What the task asks: Go over the listing below line by line, and return each one holding the string "needed".

Provided entries:
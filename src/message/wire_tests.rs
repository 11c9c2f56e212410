use super::super::envelope::Envelope;
use super::super::kind::MessageKind;
use super::*;
use serde_json::json;

fn agent_a() -> String {
    "node.a1b2c3d4e5f6a1b2c3d4e5f6a1b2c3d4".to_string()
}

fn agent_b() -> String {
    "node.f6e5d4c3b2a1f6e5d4c3b2a1f6e5d4c3".to_string()
}

#[test]
fn encode_decode_roundtrip() {
    let env = Envelope::new(
        agent_a(),
        agent_b(),
        MessageKind::Schedule,
        json!({"name": "test"}),
    );
    let encoded = encode(&env).unwrap();
    let decoded = decode(&encoded).unwrap();
    assert_eq!(env, decoded);
}

#[test]
fn reject_oversized_message() {
    let big = "x".repeat(MAX_MESSAGE_SIZE as usize);
    let env = Envelope::new(
        agent_a(),
        agent_b(),
        MessageKind::Schedule,
        json!({"name": big}),
    );
    let result = encode(&env);
    assert!(result.is_err());
    assert!(result.unwrap_err().to_string().contains("exceeds maximum"));
}

#[test]
fn decode_rejects_oversized_input() {
    let data = vec![b'{'; MAX_MESSAGE_SIZE as usize + 1];
    let result = decode(&data);
    assert!(result.is_err());
    assert!(result.unwrap_err().to_string().contains("exceeds maximum"));
}

#[test]
fn now_millis_is_plausible() {
    let ms = now_millis();
    assert!(ms > 1_577_836_800_000);
}

// =========================================================================
// Property-based tests
// =========================================================================

use proptest::prelude::*;

const ALL_KINDS: &[MessageKind] = &[
    MessageKind::Schedule,
    MessageKind::Ack,
    MessageKind::Pulse,
    MessageKind::Error,
];

proptest! {
    #[test]
    fn encode_decode_roundtrip_prop(payload_str in ".{0,1000}",
                                    kind_idx in 0..ALL_KINDS.len()) {
        let kind = ALL_KINDS[kind_idx];
        let env = Envelope::new(
            agent_a(),
            agent_b(),
            kind,
            json!({"data": payload_str}),
        );
        if let Ok(encoded) = encode(&env) {
            let decoded = decode(&encoded).unwrap();
            prop_assert_eq!(env, decoded);
        }
    }

    #[test]
    fn encoded_is_raw_json(payload_str in ".{0,500}") {
        let env = Envelope::new(
            agent_a(),
            agent_b(),
            MessageKind::Schedule,
            json!({"data": payload_str}),
        );
        if let Ok(encoded) = encode(&env) {
            let expected = serde_json::to_vec(&env).unwrap();
            prop_assert_eq!(encoded, expected);
        }
    }

    #[test]
    fn decode_arbitrary_bytes_never_panics(data in proptest::collection::vec(any::<u8>(), 0..128)) {
        let _ = decode(&data);
    }
}

// =========================================================================
// Mutation-coverage: encode accepts exactly MAX_MESSAGE_SIZE
// =========================================================================

#[test]
fn encode_accepts_exactly_max_size() {
    let env_template = Envelope::new(
        agent_a(),
        agent_b(),
        MessageKind::Pulse,
        json!({"data": ""}),
    );
    let base_len = serde_json::to_vec(&env_template).unwrap().len();
    assert!(base_len < MAX_MESSAGE_SIZE as usize);

    // Binary search for the padding length that makes JSON exactly MAX_MESSAGE_SIZE
    let target = MAX_MESSAGE_SIZE as usize;
    // The "data" field value is a string. Increasing by 1 char adds 1 byte to JSON
    // (unless the char needs escaping). Use 'a' which is safe.
    let needed = target - base_len;
    let padding = "a".repeat(needed);
    let env = Envelope::new(
        agent_a(),
        agent_b(),
        MessageKind::Pulse,
        json!({"data": padding}),
    );
    let json_len = serde_json::to_vec(&env).unwrap().len();
    assert_eq!(
        json_len, target,
        "JSON body should be exactly MAX_MESSAGE_SIZE"
    );
    assert!(
        encode(&env).is_ok(),
        "encode must accept exactly MAX_MESSAGE_SIZE"
    );
}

Response to the exercise:
    let needed = target - base_len;
    let padding = "a".repeat(needed);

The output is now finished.